Markets Confront Death by a Thousand Cuts
(Bloomberg View) -- Stocks have been on a wild ride, with the Dow Jones Industrial Average dropping 10.4 percent from its peak on Jan. 26 to the Feb. 8 trough, before recovering about half those losses through Thursday. Usually, big declines foreshadow Federal Reserve-induced recessions. Late in a business cycle, the central bank worries about economic overheating and jacks up interest rates to crushing levels.
That wasn't the case during the dot-com bubble in the late 1990s, when the Fed belatedly boosted the federal funds rate from 4.75 percent to 6.50 percent between June 1999 and May 2000. Similarly, central bankers waited too long to raise rates despite clear housing-market excesses in the early 2000s that enabled the subprime mortgage boom, which precipitated the financial crisis and the 2007-2009 recession. At the time, the rate increases didn't start until mid-2004, rising slowly in quarter-point increments from 1 percent to 5.25 percent in mid-2006. It was too little, too late.

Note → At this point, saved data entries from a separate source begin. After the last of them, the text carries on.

//! HTTP/1.1 request-level framing
//!
//! This is framing only: find the header terminator, split the request line and headers,
//! and enforce a maximum line length. It does not buffer request bodies: handlers see
//! only headers.

pub mod response;
pub mod status;

use std::fmt;

/// Default maximum length of a single header line (including the request line)
pub const DEFAULT_MAX_LINE_LEN: usize = 8192;

/// Failure categories for request framing "Protocol framing".
#[derive(Debug, Clone, Copy, PartialEq, Eq, thiserror::Error)]
pub enum FramingError {
    /// A line exceeded the configured maximum length before a CRLF was found.
    #[error("header line too long")]
    LineTooLong,
    /// The request method was missing or not one of GET/POST.
    #[error("unsupported or malformed method")]
    Method,
    /// The request target was missing or malformed.
    #[error("malformed request target")]
    Target,
    /// The HTTP version token was missing or malformed.
    #[error("malformed http version")]
    Version,
    /// A header line had no `:` separator.
    #[error("malformed header line")]
    Header,
}

/// The two methods this core accepts
#[derive(Debug, Clone, Copy, PartialEq, Eq)]
pub enum Method {
    /// GET
    Get,
    /// POST
    Post,
}

impl fmt::Display for Method {
    fn fmt(&self, f: &mut fmt::Formatter<'_>) -> fmt::Result {
        f.write_str(match self {
            Method::Get => "GET",
            Method::Post => "POST",
        })
    }
}

/// HTTP version token from the request line.
#[derive(Debug, Clone, Copy, PartialEq, Eq)]
pub enum Version {
    /// HTTP/1.0
    Http10,
    /// HTTP/1.1
    Http11,
}

impl fmt::Display for Version {
    fn fmt(&self, f: &mut fmt::Formatter<'_>) -> fmt::Result {
        f.write_str(match self {
            Version::Http10 => "HTTP/1.0",
            Version::Http11 => "HTTP/1.1",
        })
    }
}

/// A single header, preserving the case it arrived in.
#[derive(Debug, Clone, Copy, PartialEq, Eq)]
pub struct Header<'a> {
    /// Header name, exactly as received.
    pub name: &'a str,
    /// Header value, with leading/trailing optional whitespace (OWS) stripped.
    pub value: &'a str,
}

/// A successfully framed request, borrowing from the connection's input buffer.
#[derive(Debug, Clone, PartialEq, Eq)]
pub struct Request<'a> {
    /// The request method.
    pub method: Method,
    /// The request target (path + optional query), as received.
    pub target: &'a str,
    /// The declared HTTP version.
    pub version: Version,
    /// Headers in receipt order, case-preserving.
    pub headers: Vec<Header<'a>>,
    /// Total bytes consumed from the front of the input buffer, including the
    /// terminating CRLFCRLF. The caller must remove exactly this many bytes.
    pub consumed: usize,
}

impl<'a> Request<'a> {
    /// Looks up a header by name, case-insensitively, per RFC 9110 field-name semantics.
    pub fn header(&self, name: &str) -> Option<&'a str> {
        self.headers
            .iter()
            .find(|h| h.name.eq_ignore_ascii_case(name))
            .map(|h| h.value)
    }

    /// Whether the client asked to close the connection after this response: HTTP/1.1
    /// defaults to keep-alive unless `Connection: close` is present; HTTP/1.0 defaults to
    /// close unless `Connection: keep-alive` is present.
    pub fn wants_close(&self) -> bool {
        match self.header("Connection").map(|v| v.to_ascii_lowercase()) {
            Some(v) if v == "close" => true,
            Some(v) if v == "keep-alive" => false,
            _ => self.version == Version::Http10,
        }
    }
}

/// Outcome of attempting to frame a request out of a byte buffer.
#[derive(Debug)]
pub enum ParseOutcome<'a> {
    /// Not enough bytes buffered yet; no error, wait for more reads.
    Incomplete,
    /// A full request was framed.
    Complete(Request<'a>),
}

/// Attempts to frame one HTTP/1.1 request from the front of `buf`.
///
/// `max_line_len` bounds the request line and each header line; exceeding it before a
/// CRLF is seen is a [`FramingError::LineTooLong`].
pub fn parse_request(buf: &[u8], max_line_len: usize) -> Result<ParseOutcome<'_>, FramingError> {
    let Some(header_end) = find_header_terminator(buf) else {
        if longest_unterminated_line(buf) > max_line_len {
            return Err(FramingError::LineTooLong);
        }
        return Ok(ParseOutcome::Incomplete);
    };

    // `header_end` points at the start of the terminating CRLFCRLF.
    let consumed = header_end + 4;
    let head = &buf[..header_end];

    let mut lines = head.split(|&b| b == b'\n').map(strip_trailing_cr);

    let request_line = lines.next().unwrap_or(b"");
    if request_line.len() > max_line_len {
        return Err(FramingError::LineTooLong);
    }
    let (method, target, version) = parse_request_line(request_line)?;

    let mut headers = Vec::new();
    for line in lines {
        if line.is_empty() {
            continue;
        }
        if line.len() > max_line_len {
            return Err(FramingError::LineTooLong);
        }
        headers.push(parse_header_line(line)?);
    }

    Ok(ParseOutcome::Complete(Request {
        method,
        target,
        version,
        headers,
        consumed,
    }))
}

fn find_header_terminator(buf: &[u8]) -> Option<usize> {
    buf.windows(4).position(|w| w == b"\r\n\r\n")
}

/// Length of the longest line seen so far that has no terminating CRLF yet, used to
/// detect an over-long line before its terminator has arrived.
fn longest_unterminated_line(buf: &[u8]) -> usize {
    buf.split(|&b| b == b'\n')
        .last()
        .map(|l| l.len())
        .unwrap_or(0)
}

fn strip_trailing_cr(line: &[u8]) -> &[u8] {
    match line.split_last() {
        Some((&b'\r', rest)) => rest,
        _ => line,
    }
}

fn parse_request_line(line: &[u8]) -> Result<(Method, &str, Version), FramingError> {
    let mut parts = line.splitn(3, |&b| b == b' ');
    let method_bytes = parts.next().ok_or(FramingError::Method)?;
    let target_bytes = parts.next().ok_or(FramingError::Target)?;
    let version_bytes = parts.next().ok_or(FramingError::Version)?;

    let method = match method_bytes {
        b"GET" => Method::Get,
        b"POST" => Method::Post,
        _ => return Err(FramingError::Method),
    };

    if target_bytes.is_empty() || !target_bytes.iter().all(|&b| b.is_ascii_graphic()) {
        return Err(FramingError::Target);
    }
    // Safety-free: validated ASCII-graphic above, so this is valid UTF-8.
    let target = std::str::from_utf8(target_bytes).map_err(|_| FramingError::Target)?;

    let version = match version_bytes {
        b"HTTP/1.0" => Version::Http10,
        b"HTTP/1.1" => Version::Http11,
        _ => return Err(FramingError::Version),
    };

    Ok((method, target, version))
}

fn parse_header_line(line: &[u8]) -> Result<Header<'_>, FramingError> {
    let colon = line
        .iter()
        .position(|&b| b == b':')
        .ok_or(FramingError::Header)?;
    let (name, rest) = line.split_at(colon);
    let value = &rest[1..];
    let value = trim_ows(value);

    let name = std::str::from_utf8(name).map_err(|_| FramingError::Header)?;
    let value = std::str::from_utf8(value).map_err(|_| FramingError::Header)?;

    if name.is_empty() {
        return Err(FramingError::Header);
    }

    Ok(Header { name, value })
}

fn trim_ows(value: &[u8]) -> &[u8] {
    let start = value
        .iter()
        .position(|&b| b != b' ' && b != b'\t')
        .unwrap_or(value.len());
    let end = value
        .iter()
        .rposition(|&b| b != b' ' && b != b'\t')
        .map(|i| i + 1)
        .unwrap_or(start);
    &value[start..end]
}

#[cfg(test)]
mod tests {
    use super::*;

    #[test]
    fn parses_simple_get() {
        let buf = b"GET / HTTP/1.1\r\nHost: x\r\n\r\n";
        match parse_request(buf, DEFAULT_MAX_LINE_LEN).unwrap() {
            ParseOutcome::Complete(req) => {
                assert_eq!(req.method, Method::Get);
                assert_eq!(req.target, "/");
                assert_eq!(req.version, Version::Http11);
                assert_eq!(req.header("host"), Some("x"));
                assert_eq!(req.consumed, buf.len());
            }
            ParseOutcome::Incomplete => panic!("expected complete parse"),
        }
    }

    #[test]
    fn incomplete_without_terminator() {
        let buf = b"GET / HTTP/1.1\r\nHost: x\r\n";
        assert!(matches!(
            parse_request(buf, DEFAULT_MAX_LINE_LEN).unwrap(),
            ParseOutcome::Incomplete
        ));
    }

    #[test]
    fn rejects_unsupported_method() {
        let buf = b"DELETE / HTTP/1.1\r\n\r\n";
        assert_eq!(
            parse_request(buf, DEFAULT_MAX_LINE_LEN).unwrap_err(),
            FramingError::Method
        );
    }

    #[test]
    fn rejects_malformed_version() {
        let buf = b"GET / FOO\r\n\r\n";
        assert_eq!(
            parse_request(buf, DEFAULT_MAX_LINE_LEN).unwrap_err(),
            FramingError::Version
        );
    }

    #[test]
    fn line_at_exactly_max_len_is_accepted() {
        let mut buf = Vec::new();
        buf.extend_from_slice(b"GET /");
        buf.extend(std::iter::repeat(b'a').take(DEFAULT_MAX_LINE_LEN - b"GET / HTTP/1.1".len()));
        buf.extend_from_slice(b" HTTP/1.1\r\n\r\n");
        let request_line_len = buf.iter().position(|&b| b == b'\r').unwrap();
        assert_eq!(request_line_len, DEFAULT_MAX_LINE_LEN);
        assert!(matches!(
            parse_request(&buf, DEFAULT_MAX_LINE_LEN).unwrap(),
            ParseOutcome::Complete(_)
        ));
    }

    #[test]
    fn line_over_max_len_without_crlf_errors() {
        let buf = vec![b'a'; DEFAULT_MAX_LINE_LEN + 1];
        assert_eq!(
            parse_request(&buf, DEFAULT_MAX_LINE_LEN).unwrap_err(),
            FramingError::LineTooLong
        );
    }

    #[test]
    fn pipelined_requests_consume_only_first() {
        let buf = b"GET /a HTTP/1.1\r\n\r\nGET /b HTTP/1.1\r\n\r\n";
        match parse_request(buf, DEFAULT_MAX_LINE_LEN).unwrap() {
            ParseOutcome::Complete(req) => {
                assert_eq!(req.target, "/a");
                let rest = &buf[req.consumed..];
                match parse_request(rest, DEFAULT_MAX_LINE_LEN).unwrap() {
                    ParseOutcome::Complete(req2) => assert_eq!(req2.target, "/b"),
                    ParseOutcome::Incomplete => panic!("expected second request"),
                }
            }
            ParseOutcome::Incomplete => panic!("expected complete parse"),
        }
    }

    #[test]
    fn keep_alive_defaults_by_version() {
        let h11 = b"GET / HTTP/1.1\r\n\r\n";
        let h10 = b"GET / HTTP/1.0\r\n\r\n";
        let ParseOutcome::Complete(r11) = parse_request(h11, DEFAULT_MAX_LINE_LEN).unwrap() else {
            panic!()
        };
        let ParseOutcome::Complete(r10) = parse_request(h10, DEFAULT_MAX_LINE_LEN).unwrap() else {
            panic!()
        };
        assert!(!r11.wants_close());
        assert!(r10.wants_close());
    }
}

It's no surprise that stocks have been floating on a sea of money created by the Fed and other monetary authorities ever since they bailed out the major banks during the financial crisis and then turned to massive quantitative easing. It’s also fueled private equity and hedge fund inflows despite poor performance, leveraged loans, bitcoin speculation and emerging-market stocks and bonds. The market capitalization of the S&P 500 Index is 150 percent of gross domestic product, well above the 2007 pre-crisis peak of 137 percent. Nobel laureate Robert Shiller’s cyclically adjusted price-to-earnings rate was 33.8 in January, the highest since the 1929 crash and twice the 16.8 long-term average.
The consensus is that the recent selloff can be tied to the unwinding of bets that volatility, which has fallen to historic lows, would stay depressed for an extended period. Successes in these trades encouraged more of the same, until speculators were forced to buy back their shorts and the feedback loop reversed. This was a classic case of too many being on the same side of the same trade at the same time.
The parallel today may be 1987, when the Dow nosedived 22.6 on Oct. 19 -- Black Monday. The culprit was portfolio insurance, the belief that equity portfolios could systemically be sold to preserve profits in the event of market declines. That encouraged risk-taking. But with so many portfolio insurers, buyers were all too few when sellers simultaneously wanted to bail. The self-feeding upward cycle proved more virulent on the downside.
To be sure, I see no inflated bubbles that the recent volatility-induced stock declines could prick and then precipitate a recession -- nothing like the dot-com or the subprime mortgage excesses. But there are enough imbalances that could lead to death by a thousand cuts, especially if stocks fall much further.
Goldman Sachs believes that the 19.5 percent climb in stocks last year accounted for 0.6 percentage point of the 2.6 percent real GDP growth via the wealth effect as households spent some of their portfolio gains. The firm believes a 20 percent drop in stock prices would cut GDP growth this year by 1.1 points.
Then there’s the Fed, which, under the new chairman, Jerome Powell, may be more aggressive in raising the fed funds rate. Many investors worry about inflation and have pushed up the spread between 10-year Treasury Inflation-Protected Securities and conventional Treasuries of similar maturity from 1.34 percent in June 2016 to a recent 2.07 percent.
The height of inflation concern is also shown by the emphasis on the 2.9 percent rise in hourly wages in January from a year earlier, even though most of the gain went to supervisors, not rank-and-file workers. And the decline in the work week in January held the overall rise in weekly wages to 2.6 percent.
Other deterrents to business and consumer confidence include worries about prospective $1 trillion federal deficits due to the tax cuts, stepped-up military spending, likely sizable outlays for infrastructure, and, later, Social Security and Medicare spending.
Far and away the biggest determinant of Treasury bond yields is inflation, and even President Donald Trump recently said that protectionism in the form of higher retaliatory tariffs on imports could push up prices. And a weak dollar, which has fallen 14 percent against major foreign currencies in the past year, makes American imports more expensive.
The recent volatility-inspired stock market correction may, like the 1987 crash, have no lasting effects on equities or the economy as the lack of retreats to haven assets such as Treasuries and gold suggest. But if it intensifies, the effects could spread to many other overblown areas and cumulatively have severe economic consequences.
This column does not necessarily reflect the opinion of the editorial board or Bloomberg LP and its owners.
A. Gary Shilling is president of A. Gary Shilling & Co., a New Jersey consultancy, and author of “The Age of Deleveraging: Investment Strategies for a Decade of Slow Growth and Deflation.”